Work to complete
Copy every line from the data below in which the string "have" can be found.

[Stored dataset items]
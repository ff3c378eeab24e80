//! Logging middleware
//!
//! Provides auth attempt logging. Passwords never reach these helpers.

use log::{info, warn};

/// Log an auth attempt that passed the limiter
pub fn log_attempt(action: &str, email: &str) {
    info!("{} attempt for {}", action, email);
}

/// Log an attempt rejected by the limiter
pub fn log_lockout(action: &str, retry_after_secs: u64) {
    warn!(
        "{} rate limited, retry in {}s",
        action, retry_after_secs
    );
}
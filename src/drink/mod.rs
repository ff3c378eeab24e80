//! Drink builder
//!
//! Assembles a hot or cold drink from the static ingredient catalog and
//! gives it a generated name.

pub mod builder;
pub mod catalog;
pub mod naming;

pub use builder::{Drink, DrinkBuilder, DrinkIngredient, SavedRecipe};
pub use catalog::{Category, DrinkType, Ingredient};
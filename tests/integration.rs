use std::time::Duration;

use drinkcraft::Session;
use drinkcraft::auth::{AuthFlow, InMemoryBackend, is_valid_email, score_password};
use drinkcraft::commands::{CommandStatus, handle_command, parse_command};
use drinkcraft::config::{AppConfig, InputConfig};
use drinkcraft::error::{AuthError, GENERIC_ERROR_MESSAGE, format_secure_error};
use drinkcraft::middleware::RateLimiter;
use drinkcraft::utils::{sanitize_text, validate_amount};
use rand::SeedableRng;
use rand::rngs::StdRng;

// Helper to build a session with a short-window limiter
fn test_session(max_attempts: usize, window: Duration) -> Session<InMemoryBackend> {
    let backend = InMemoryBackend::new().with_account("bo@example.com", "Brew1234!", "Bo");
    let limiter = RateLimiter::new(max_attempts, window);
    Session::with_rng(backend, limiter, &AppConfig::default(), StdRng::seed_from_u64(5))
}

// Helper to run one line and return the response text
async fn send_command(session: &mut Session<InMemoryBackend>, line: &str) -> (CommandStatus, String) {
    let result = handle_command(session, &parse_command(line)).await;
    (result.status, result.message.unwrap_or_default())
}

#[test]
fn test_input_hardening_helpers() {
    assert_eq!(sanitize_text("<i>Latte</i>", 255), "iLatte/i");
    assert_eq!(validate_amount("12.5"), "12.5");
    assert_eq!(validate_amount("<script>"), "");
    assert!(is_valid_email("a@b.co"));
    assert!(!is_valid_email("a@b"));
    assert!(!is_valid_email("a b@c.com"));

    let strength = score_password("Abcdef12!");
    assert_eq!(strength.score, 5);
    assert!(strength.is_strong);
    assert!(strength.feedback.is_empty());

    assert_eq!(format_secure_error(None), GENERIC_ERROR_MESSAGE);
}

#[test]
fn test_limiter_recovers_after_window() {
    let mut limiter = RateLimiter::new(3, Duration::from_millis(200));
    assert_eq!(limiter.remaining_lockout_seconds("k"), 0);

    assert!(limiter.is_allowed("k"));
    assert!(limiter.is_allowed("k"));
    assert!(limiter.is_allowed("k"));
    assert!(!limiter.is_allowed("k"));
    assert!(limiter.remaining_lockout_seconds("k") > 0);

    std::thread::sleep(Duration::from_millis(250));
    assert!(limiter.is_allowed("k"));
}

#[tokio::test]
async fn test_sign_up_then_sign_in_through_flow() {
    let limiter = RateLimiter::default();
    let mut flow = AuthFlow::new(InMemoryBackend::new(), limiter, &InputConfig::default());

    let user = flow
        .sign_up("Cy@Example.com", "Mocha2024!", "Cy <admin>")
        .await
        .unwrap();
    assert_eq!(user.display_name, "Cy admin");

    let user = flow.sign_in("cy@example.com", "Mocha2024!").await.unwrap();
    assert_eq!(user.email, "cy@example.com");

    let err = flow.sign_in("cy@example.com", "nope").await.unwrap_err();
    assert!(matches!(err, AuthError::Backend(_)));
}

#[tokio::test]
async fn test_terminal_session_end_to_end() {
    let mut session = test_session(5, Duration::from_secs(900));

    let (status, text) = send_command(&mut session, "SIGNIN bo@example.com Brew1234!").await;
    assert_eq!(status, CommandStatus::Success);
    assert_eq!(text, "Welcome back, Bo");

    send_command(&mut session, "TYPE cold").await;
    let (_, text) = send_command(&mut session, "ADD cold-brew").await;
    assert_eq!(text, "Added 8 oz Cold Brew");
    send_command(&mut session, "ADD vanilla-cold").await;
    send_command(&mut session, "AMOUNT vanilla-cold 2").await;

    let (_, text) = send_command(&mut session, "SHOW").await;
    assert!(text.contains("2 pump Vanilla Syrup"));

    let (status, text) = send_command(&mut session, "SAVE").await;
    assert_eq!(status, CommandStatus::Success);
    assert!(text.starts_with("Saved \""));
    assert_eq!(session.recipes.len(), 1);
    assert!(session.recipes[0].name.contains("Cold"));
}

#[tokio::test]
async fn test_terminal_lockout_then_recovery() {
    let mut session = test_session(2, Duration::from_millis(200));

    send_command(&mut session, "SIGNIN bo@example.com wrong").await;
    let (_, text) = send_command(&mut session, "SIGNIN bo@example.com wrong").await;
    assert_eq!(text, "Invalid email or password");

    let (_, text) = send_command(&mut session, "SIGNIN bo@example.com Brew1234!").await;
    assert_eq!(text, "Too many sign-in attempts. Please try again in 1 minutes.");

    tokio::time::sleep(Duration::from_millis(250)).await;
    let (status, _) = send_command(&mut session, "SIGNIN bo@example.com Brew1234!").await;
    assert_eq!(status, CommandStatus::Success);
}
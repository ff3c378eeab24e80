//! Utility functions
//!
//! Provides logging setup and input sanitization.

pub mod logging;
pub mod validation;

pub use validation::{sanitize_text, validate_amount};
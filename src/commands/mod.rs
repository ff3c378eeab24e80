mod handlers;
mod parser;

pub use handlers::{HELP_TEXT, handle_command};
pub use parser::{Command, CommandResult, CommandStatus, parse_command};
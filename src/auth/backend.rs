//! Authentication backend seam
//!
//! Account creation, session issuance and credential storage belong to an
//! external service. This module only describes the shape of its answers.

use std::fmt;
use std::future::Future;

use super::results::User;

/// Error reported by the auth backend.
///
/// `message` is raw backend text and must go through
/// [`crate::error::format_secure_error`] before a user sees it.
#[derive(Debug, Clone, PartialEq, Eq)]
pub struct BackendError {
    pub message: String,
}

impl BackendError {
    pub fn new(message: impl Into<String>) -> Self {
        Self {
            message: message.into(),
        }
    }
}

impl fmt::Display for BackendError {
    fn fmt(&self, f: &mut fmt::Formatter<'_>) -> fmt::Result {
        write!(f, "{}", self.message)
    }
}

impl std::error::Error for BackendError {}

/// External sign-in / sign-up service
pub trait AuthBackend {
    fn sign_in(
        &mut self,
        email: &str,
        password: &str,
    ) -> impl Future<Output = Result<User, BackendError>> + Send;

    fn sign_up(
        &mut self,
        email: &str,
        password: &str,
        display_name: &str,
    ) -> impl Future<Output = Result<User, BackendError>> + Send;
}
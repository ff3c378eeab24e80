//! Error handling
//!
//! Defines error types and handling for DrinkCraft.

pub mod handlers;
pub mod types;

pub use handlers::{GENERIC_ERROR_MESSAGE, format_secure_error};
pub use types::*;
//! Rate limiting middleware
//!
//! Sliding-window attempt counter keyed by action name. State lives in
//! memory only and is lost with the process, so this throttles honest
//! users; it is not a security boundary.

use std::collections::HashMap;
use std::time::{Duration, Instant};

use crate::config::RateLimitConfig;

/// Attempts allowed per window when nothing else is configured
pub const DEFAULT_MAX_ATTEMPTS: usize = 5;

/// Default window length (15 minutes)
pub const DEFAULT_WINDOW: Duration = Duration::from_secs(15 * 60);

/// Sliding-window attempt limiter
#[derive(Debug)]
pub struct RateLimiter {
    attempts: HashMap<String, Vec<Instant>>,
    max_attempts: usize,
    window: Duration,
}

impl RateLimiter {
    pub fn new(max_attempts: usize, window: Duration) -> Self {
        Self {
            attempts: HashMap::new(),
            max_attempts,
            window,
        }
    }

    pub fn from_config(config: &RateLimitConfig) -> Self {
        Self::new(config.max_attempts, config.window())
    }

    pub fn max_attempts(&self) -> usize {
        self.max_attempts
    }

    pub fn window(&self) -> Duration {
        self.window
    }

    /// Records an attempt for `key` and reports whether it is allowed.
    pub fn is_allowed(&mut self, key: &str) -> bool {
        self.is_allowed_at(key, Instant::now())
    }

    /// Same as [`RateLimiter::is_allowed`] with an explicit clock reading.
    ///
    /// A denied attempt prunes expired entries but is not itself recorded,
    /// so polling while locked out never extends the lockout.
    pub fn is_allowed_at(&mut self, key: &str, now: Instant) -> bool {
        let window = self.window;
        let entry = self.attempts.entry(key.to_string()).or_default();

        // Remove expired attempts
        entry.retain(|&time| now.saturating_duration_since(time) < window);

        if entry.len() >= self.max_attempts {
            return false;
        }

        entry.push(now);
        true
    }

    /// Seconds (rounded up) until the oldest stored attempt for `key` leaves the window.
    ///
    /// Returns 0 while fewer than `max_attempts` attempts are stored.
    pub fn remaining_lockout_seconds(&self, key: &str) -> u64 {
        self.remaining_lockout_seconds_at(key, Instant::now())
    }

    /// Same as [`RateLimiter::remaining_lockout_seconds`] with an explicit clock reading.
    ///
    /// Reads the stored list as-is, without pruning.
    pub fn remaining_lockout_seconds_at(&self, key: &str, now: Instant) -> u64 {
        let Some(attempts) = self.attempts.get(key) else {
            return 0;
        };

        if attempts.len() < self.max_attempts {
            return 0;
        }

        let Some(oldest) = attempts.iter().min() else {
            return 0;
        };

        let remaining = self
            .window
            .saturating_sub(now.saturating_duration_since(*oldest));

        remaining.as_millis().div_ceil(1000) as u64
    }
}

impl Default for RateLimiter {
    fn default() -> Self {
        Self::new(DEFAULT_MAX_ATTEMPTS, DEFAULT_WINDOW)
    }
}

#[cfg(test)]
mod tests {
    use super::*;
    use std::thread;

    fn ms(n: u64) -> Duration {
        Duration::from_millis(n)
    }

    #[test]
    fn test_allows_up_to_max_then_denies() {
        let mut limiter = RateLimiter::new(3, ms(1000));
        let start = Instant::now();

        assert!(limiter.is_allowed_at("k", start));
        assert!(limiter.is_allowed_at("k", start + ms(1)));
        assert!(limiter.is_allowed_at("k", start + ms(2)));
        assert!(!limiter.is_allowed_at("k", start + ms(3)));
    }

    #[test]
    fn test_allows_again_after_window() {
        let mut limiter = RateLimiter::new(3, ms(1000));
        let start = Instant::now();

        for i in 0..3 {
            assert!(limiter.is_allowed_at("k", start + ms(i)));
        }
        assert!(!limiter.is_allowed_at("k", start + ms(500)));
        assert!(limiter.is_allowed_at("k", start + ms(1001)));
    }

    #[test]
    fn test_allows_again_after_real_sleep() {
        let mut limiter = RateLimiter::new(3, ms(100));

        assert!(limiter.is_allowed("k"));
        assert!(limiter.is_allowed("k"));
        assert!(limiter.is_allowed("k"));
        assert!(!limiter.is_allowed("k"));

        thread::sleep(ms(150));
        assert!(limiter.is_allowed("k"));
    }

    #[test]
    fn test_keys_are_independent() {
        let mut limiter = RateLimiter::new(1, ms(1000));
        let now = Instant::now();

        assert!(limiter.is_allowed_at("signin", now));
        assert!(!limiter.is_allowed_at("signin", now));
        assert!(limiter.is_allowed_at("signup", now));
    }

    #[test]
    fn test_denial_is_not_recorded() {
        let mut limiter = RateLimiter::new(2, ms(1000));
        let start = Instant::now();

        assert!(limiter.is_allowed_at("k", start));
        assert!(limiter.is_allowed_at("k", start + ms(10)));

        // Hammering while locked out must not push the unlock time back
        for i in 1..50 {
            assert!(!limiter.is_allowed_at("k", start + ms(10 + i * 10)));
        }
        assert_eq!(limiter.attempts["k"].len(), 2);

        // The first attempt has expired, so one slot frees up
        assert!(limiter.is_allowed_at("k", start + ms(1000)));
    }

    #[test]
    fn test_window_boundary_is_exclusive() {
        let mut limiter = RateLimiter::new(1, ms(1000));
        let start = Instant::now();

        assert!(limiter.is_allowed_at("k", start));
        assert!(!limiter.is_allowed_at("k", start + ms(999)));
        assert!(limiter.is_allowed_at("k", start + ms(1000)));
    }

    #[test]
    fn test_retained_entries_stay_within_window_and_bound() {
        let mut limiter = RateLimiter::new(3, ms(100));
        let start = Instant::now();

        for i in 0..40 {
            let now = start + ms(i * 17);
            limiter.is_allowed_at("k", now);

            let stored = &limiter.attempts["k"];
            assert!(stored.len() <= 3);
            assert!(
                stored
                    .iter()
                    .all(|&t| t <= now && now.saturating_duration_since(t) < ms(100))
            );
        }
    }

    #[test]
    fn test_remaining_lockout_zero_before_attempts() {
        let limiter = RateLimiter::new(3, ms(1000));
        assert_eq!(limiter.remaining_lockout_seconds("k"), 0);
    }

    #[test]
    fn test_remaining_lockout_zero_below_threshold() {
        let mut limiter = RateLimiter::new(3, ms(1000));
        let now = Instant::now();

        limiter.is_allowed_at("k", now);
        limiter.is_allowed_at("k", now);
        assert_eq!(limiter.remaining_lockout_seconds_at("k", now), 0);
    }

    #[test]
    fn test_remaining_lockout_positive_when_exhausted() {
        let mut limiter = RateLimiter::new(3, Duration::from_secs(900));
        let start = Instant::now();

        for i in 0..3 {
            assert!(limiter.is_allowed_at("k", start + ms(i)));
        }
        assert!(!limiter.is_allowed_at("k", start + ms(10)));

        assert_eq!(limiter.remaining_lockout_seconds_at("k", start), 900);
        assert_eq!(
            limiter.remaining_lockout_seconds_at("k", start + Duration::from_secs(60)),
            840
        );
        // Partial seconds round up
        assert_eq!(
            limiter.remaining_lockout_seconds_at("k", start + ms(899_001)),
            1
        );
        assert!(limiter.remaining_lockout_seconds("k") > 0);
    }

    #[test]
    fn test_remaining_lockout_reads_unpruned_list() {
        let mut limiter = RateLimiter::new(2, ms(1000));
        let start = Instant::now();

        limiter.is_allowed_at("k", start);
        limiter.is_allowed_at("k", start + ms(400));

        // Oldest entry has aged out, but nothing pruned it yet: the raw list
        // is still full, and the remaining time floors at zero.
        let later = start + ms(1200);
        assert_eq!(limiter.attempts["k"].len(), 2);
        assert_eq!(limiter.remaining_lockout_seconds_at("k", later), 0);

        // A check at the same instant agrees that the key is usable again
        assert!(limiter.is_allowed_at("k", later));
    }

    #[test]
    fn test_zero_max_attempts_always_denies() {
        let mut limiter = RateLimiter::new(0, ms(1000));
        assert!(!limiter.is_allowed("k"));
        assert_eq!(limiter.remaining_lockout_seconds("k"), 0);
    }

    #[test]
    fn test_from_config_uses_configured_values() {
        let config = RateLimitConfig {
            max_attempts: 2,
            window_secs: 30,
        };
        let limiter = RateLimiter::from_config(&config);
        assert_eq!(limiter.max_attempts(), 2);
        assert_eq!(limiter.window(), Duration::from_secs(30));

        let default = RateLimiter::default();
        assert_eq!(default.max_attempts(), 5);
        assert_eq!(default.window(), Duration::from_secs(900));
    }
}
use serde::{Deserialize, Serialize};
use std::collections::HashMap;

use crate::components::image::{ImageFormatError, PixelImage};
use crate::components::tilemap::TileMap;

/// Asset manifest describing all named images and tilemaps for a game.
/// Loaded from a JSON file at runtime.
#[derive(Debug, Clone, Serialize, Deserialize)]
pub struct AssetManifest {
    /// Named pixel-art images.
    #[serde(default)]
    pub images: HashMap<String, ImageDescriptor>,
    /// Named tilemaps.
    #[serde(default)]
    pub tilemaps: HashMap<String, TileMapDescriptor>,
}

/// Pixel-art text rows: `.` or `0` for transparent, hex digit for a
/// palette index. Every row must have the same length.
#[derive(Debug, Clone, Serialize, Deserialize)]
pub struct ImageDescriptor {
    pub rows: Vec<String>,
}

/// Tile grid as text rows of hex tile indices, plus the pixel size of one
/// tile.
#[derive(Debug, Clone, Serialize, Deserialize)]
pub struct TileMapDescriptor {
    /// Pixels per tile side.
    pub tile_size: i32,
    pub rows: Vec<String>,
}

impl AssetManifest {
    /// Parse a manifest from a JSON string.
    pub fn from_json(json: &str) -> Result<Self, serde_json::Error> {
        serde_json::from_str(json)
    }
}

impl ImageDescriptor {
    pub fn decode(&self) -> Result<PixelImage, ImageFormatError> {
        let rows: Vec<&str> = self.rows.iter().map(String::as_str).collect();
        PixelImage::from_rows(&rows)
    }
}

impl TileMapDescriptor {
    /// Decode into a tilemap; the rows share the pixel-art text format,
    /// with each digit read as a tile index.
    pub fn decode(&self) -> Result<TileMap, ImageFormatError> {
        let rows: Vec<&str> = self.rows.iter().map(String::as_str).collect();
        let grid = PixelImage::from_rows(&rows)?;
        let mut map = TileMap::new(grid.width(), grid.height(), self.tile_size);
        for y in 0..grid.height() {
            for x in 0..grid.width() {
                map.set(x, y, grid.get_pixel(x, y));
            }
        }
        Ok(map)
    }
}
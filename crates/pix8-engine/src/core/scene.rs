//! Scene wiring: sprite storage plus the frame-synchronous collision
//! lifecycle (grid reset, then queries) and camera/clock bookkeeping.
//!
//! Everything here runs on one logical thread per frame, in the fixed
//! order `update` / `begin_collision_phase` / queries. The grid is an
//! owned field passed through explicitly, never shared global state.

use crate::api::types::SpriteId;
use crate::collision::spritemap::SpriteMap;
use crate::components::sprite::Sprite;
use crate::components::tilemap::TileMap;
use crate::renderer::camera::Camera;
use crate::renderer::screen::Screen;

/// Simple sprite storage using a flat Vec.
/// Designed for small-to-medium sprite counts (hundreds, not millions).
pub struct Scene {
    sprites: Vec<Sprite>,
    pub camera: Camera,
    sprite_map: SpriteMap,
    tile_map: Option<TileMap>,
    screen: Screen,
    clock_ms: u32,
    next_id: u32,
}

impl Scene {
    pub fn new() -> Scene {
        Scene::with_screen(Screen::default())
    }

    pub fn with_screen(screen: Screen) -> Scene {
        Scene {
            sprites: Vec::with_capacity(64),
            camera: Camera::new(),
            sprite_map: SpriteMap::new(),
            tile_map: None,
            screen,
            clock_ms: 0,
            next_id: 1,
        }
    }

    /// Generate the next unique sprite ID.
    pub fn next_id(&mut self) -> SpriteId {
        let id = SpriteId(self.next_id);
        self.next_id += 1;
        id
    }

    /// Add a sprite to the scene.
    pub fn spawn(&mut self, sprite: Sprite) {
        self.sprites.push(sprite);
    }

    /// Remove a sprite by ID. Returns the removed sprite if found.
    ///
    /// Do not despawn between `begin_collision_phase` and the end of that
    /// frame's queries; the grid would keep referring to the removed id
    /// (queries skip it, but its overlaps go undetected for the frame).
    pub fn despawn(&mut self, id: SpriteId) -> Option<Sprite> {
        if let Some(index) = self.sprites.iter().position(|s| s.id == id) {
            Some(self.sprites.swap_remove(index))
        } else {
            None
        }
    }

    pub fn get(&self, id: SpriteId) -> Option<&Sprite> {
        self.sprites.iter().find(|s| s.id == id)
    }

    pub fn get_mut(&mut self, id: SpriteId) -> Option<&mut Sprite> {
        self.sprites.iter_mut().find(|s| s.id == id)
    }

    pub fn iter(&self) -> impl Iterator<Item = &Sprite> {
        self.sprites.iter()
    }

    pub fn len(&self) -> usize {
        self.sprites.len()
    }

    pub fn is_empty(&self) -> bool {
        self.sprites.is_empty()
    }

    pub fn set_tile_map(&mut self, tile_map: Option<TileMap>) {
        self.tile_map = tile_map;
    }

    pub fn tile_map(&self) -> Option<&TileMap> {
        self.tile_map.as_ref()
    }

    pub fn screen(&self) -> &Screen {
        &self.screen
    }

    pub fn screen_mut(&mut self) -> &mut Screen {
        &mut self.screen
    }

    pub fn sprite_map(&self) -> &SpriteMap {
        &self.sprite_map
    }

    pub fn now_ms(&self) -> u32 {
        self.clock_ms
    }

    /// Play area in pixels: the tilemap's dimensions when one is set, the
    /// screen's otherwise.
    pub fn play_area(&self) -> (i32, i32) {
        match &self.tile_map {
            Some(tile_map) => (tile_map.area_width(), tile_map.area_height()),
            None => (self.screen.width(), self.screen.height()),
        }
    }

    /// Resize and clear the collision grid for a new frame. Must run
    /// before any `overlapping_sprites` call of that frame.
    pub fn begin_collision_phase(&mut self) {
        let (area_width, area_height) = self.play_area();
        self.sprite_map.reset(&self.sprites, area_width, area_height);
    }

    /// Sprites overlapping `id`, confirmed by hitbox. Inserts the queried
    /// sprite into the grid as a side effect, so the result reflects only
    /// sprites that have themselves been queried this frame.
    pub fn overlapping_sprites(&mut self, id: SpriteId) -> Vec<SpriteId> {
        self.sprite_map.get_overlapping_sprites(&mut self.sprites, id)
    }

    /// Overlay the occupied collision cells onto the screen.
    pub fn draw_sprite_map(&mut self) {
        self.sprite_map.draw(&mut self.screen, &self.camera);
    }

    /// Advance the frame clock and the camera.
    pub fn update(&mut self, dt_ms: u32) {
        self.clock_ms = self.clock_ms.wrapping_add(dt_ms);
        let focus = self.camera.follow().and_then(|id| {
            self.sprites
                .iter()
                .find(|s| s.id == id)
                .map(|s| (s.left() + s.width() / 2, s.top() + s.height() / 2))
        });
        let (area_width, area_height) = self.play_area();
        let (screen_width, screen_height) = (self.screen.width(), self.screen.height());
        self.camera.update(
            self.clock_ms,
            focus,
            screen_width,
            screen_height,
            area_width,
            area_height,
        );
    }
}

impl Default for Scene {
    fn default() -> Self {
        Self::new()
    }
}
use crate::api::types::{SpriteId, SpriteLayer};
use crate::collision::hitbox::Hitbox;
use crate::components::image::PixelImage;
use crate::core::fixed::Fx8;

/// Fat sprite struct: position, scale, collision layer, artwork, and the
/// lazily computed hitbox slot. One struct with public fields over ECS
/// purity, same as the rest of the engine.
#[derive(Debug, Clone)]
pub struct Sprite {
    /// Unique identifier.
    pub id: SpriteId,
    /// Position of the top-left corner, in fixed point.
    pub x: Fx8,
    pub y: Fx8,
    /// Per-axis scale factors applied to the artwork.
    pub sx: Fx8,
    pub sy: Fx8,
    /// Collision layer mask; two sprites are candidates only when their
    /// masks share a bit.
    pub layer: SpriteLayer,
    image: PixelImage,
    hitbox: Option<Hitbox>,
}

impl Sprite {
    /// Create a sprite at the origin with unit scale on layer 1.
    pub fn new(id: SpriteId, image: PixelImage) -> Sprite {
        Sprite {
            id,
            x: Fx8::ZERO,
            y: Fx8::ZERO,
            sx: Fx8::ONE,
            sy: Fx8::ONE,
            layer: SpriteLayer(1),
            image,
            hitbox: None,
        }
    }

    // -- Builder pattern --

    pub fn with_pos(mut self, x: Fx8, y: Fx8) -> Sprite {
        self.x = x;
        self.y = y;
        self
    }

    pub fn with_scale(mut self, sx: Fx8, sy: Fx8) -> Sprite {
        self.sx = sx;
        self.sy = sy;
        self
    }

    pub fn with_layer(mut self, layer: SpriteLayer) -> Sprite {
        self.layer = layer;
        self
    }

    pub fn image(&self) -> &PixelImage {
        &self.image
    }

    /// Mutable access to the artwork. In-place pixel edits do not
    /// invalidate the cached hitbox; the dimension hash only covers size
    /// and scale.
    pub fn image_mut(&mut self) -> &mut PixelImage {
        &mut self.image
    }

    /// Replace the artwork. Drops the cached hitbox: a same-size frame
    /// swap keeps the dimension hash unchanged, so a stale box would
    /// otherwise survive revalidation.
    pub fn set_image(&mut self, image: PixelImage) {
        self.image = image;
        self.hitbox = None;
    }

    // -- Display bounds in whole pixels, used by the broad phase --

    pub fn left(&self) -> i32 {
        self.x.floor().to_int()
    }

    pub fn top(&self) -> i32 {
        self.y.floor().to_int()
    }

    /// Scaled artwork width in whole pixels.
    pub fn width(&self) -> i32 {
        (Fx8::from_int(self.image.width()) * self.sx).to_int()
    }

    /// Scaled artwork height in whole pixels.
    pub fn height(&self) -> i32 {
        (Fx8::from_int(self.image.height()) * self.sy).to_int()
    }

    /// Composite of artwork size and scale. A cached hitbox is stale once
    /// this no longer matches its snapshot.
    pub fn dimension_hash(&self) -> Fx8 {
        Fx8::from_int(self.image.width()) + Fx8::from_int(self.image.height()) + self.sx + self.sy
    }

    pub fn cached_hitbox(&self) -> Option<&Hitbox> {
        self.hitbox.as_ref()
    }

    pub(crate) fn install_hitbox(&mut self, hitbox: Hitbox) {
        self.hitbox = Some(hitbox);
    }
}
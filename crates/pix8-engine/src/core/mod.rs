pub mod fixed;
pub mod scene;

Task response
/// palette index. Every row must have the same length.
    /// sprites that have themselves been queried this frame.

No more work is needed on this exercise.